La population bretonne a augmenté de 66 % en deux siècles. Très forte dans le Finistère au XIXe siècle, la croissance s'est ensuite concentrée sur le littoral sud et dans les agglomérations, en particulier celle de Rennes. Ces mutations démographiques ont accompagné les transformations de l'économie régionale : essor de la pêche et du tourisme, recul de l'agriculture. Mais les communes profitent aussi de la croissance lorsqu'elles sont chefs-lieux, que ce soit de canton, d'arrondissement ou de département. Les infrastructures contribuent également à modifier la répartition du peuplement au profit des territoires les mieux équIntroduction

La Bretagne comptait 1 883 000 habitants en 1806. Jusqu'à la première guerre mondiale, sa population a augmenté régulièrement, et presque aussi fortement qu'au niveau national. Ensuite, elle a progressé beaucoup moins vite que celle de la France. La Bretagne met plus de 60 ans pour retrouver son niveau de population de 1911, alors que France entière, 20 ont suffi. Depuis 1911, la population régionale a ainsi progressé d'un cinquième, alors que la population métropolitaine augmentait de moitié. Au total, la population bretonne a augmenté de 66 % en 2 siècles. Cette croissance a été deux fois moins forte que celle de la France métropolitaine Les tendances démographiques des départements bretons s'inversent

Jusqu'à la 1ère guerre mondiale, le Finistère connaît une croissance démographique bien plus importante que la Bretagne et la France. Il devient le département breton le plus peuplé : 810 000 personnes y habitent en 1911. Au début du XIXe siècle, le département des Côtes d'Armor (Côtes-du-Nord jusqu'en 1990) est à la fois le plus peuplé et le plus dynamique de Bretagne. Mais très rapidement, la croissance démographique s'essouffle. Sa population culmine à 645 000 habitants en 1866, avant de diminuer de façon quasi continue. À l'inverse, l'évolution démographique du Morbihan est moindre jusqu'en 1872, puis s'accélère, surtout après la seconde guerre mondiale, pour rattraper la moyenne régionale. L'évolution démographique de l'Ille-et-Vilaine, proche de celles du Morbihan avant 1872 et des Côtes- d'Armor après, grimpe en flèche après 1962 et rattrape ainsi celle du Finistère.
Après la 1ère guerre mondiale jusqu'en 1946, la population baisse dans le Finistère et le Morbihan, et même jusqu'en 1962 dans les Côtes-d'Armor. En Ille-et-Vilaine en revanche, l'année 1921 constitue un point bas, comme au niveau national. L'emploi non agricole y a progressé bien plus vite que dans le reste de la région, multiplié par 2,7 en un siècle. Pourtant, c'est dans ce département que la surface agricole et le nombre d'exploitations ont le moins diminué au cours du dernier demi-siècle. Ce fort dynamisme au XXe siècle lui permet de devenir plus peuplé que le Finistère dans les années 1990.
Même si le nombre de Costarmoricains augmente à nouveau depuis 1962, le département n'a jamais retrouvé son niveau de population du XIXe siècle. Dépassé par le Finistère en 1866, l'Ille-et-Vilaine en 1891 et enfin le Morbihan en 1954, il est désormais le département le moins peuplé de la région. La baisse de l'emploi agricole a été un peu moins forte dans les Côtes-d'Armor que dans le reste de la région ; c'est dans ce département que les emplois, agricoles ou non, sont les moins nombreux en Bretagne.

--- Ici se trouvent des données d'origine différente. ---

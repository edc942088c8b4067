//! Noah Portal
//!
//! Connectivity check for the portal database: loads the configuration,
//! counts the rows visible in every table and shuts the client down.

use anyhow::Context;
use noah_portal::db::{Database, Filters, SelectOptions};
use noah_portal::{config, telemetry, Table};
use serde_json::Value;
use tracing::{error, info};

#[tokio::main]
async fn main() -> anyhow::Result<()> {
    // Load configuration
    let config = config::load_config().context("Failed to load configuration")?;

    // Initialize logger
    telemetry::init_tracing(&config.logging).context("Failed to initialize logging")?;

    // Connect to database
    let database = Database::connect(&config.database).context("Failed to create database client")?;

    let mut failures = 0;
    for table in Table::ALL {
        let options = SelectOptions::default().limit(1);
        match database
            .select::<Value>(table, "id", &Filters::new(), &options)
            .await
        {
            Ok(page) => info!(%table, rows = page.count, "Table reachable"),
            Err(err) => {
                failures += 1;
                error!(%table, code = %err.code, message = %err.message, "Table check failed");
            }
        }
    }

    database.close().await;

    if failures > 0 {
        anyhow::bail!("{} of {} tables failed the check", failures, Table::ALL.len());
    }
    Ok(())
}
//! Record types stored in the portal database

use serde::de::DeserializeOwned;
use serde::Serialize;

use crate::db::Table;

pub mod patient;
pub mod settings;
pub mod user;

pub use patient::{Gender, NewPatient, Patient};
pub use settings::{PatientViewSettings, SortDirection, Theme, UserSettings};
pub use user::User;

/// A row type and the table it lives in
pub trait Record: Serialize + DeserializeOwned {
    const TABLE: Table;
}

impl Record for User {
    const TABLE: Table = Table::Users;
}

impl Record for UserSettings {
    const TABLE: Table = Table::UsersSettings;
}

impl Record for Patient {
    const TABLE: Table = Table::Patients;
}

impl Record for PatientViewSettings {
    const TABLE: Table = Table::PatientsViewSettings;
}
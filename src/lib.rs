//! Noah Portal core library
//!
//! This module exports the data access and UI configuration layer of the
//! Noah patient portal.

pub mod db;
pub mod error;
pub mod i18n;
pub mod models;
pub mod navigation;
pub mod telemetry;

pub use db::{Database, Filters, Table};
pub use error::{DatabaseError, SetupError};

/// Application configuration
pub mod config {
    use serde::Deserialize;

    use crate::error::SetupError;

    /// Secrets read from the environment (or `.env`) on top of the files
    pub const URL_VAR: &str = "SUPABASE_URL";
    pub const ANON_KEY_VAR: &str = "SUPABASE_ANON_KEY";

    #[derive(Debug, Clone, Default, Deserialize)]
    pub struct Config {
        #[serde(default)]
        pub database: DatabaseConfig,
        #[serde(default)]
        pub logging: LoggingConfig,
    }

    #[derive(Debug, Clone, Default, Deserialize)]
    pub struct DatabaseConfig {
        #[serde(default)]
        pub url: String,
        #[serde(default)]
        pub anon_key: String,
        /// Non-default schema exposed by the REST API
        #[serde(default)]
        pub schema: Option<String>,
        /// Log every facade operation with its parameters
        #[serde(default)]
        pub debug: bool,
    }

    #[derive(Debug, Clone, Deserialize)]
    pub struct LoggingConfig {
        #[serde(default = "default_level")]
        pub level: String,
        #[serde(default)]
        pub json: bool,
    }

    impl Default for LoggingConfig {
        fn default() -> Self {
            Self {
                level: default_level(),
                json: false,
            }
        }
    }

    fn default_level() -> String {
        "info".to_string()
    }

    /// Load configuration from file
    pub fn load_config() -> Result<Config, SetupError> {
        dotenv::dotenv().ok();

        let env = std::env::var("NOAH_ENV").unwrap_or_else(|_| "development".into());

        let settings = config::Config::builder()
            // Start with default settings
            .add_source(config::File::with_name("config/default").required(false))
            // Override with environment-specific settings
            .add_source(config::File::with_name(&format!("config/{}", env)).required(false))
            // Override with environment variables, e.g. NOAH__DATABASE__DEBUG=true
            .add_source(config::Environment::with_prefix("NOAH").separator("__"))
            // Service secrets win over everything else
            .set_override_option("database.url", std::env::var(URL_VAR).ok())?
            .set_override_option("database.anon_key", std::env::var(ANON_KEY_VAR).ok())?
            .build()?;

        let config: Config = settings.try_deserialize()?;

        if config.database.url.trim().is_empty() {
            return Err(SetupError::MissingSetting("database.url"));
        }
        if config.database.anon_key.trim().is_empty() {
            return Err(SetupError::MissingSetting("database.anon_key"));
        }

        Ok(config)
    }

}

Évolution de la population bretonne par département sur deux siècles (en milliers d'habitants) Année     Côtes-d'Armor     Finistère     Ille-et-Vilaine     Morbihan     Bretagne     France métropolitaine
Source : Insee, recensements de population
1806     519,6     451,7     508,3     403,0     1 882,6     28 000,0
1846     629,0     604,2     562,9     471,5     2 267,6     35 401,8
1872     621,9     643,2     589,7     490,3     2 345,1     37 652,7
1911     605,5     809,8     608,1     578,4     2 601,8     41 479,0
1946     527,0     724,7     578,2     506,9     2 336,8     40 503,0
1975     525,6     804,1     702,2     563,6     2 595,4     52 655,9
2007     576,0     885,9     955,8     702,5     3 120,3    

La démographie bretonne a souffert de l'exode rural

Le principal moteur de la croissance démographique régionale venait de la fécondité, plus élevée que dans le reste de la France. L'écart s'est réduit à partir du début du XXe siècle. L'indice conjoncturel de fécondité régional est même devenu inférieur au niveau national en 1989. Mais cela n'a duré qu'une petite décennie (1989-1997) ; il est désormais à nouveau légèrement supérieur au niveau national. Mais les échanges migratoires ont contribué à ralentir la croissance démographique. Le solde migratoire régional a souvent été négatif au XIXe siècle. Le déficit annuel était supérieur à 10 000 personnes par an au cours de la première moitié du XXe siècle. Ensuite, le déclin de l'emploi agricole sous l'effet de la mécanisation a renforcé les départs de la région. Après 1945, le phénomène s'accélère et le secteur perd 16 000 emplois par an pendant 30 ans. Au total, 9 emplois sur 10 ont disparu dans l'agriculture en 100 ans.
Dans le même temps, les activités non agricoles stagnent à 500 000 emplois durant l'entre-deux-guerres, ce qui est moins qu'en 1906. Ce n'est qu'à partir des années soixante, avec le développement industriel, que l'emploi commence à croître régulièrement jusqu'à aujourd'hui. Plus de 1,2 million de salariés résident désormais en Bretagne. La région étant redevenue attractive, le solde migratoire est devenu positif en 1968 et l'est toujours resté depuis. Actuellement, il contribue aux trois quarts de la croissance de la population bretonne.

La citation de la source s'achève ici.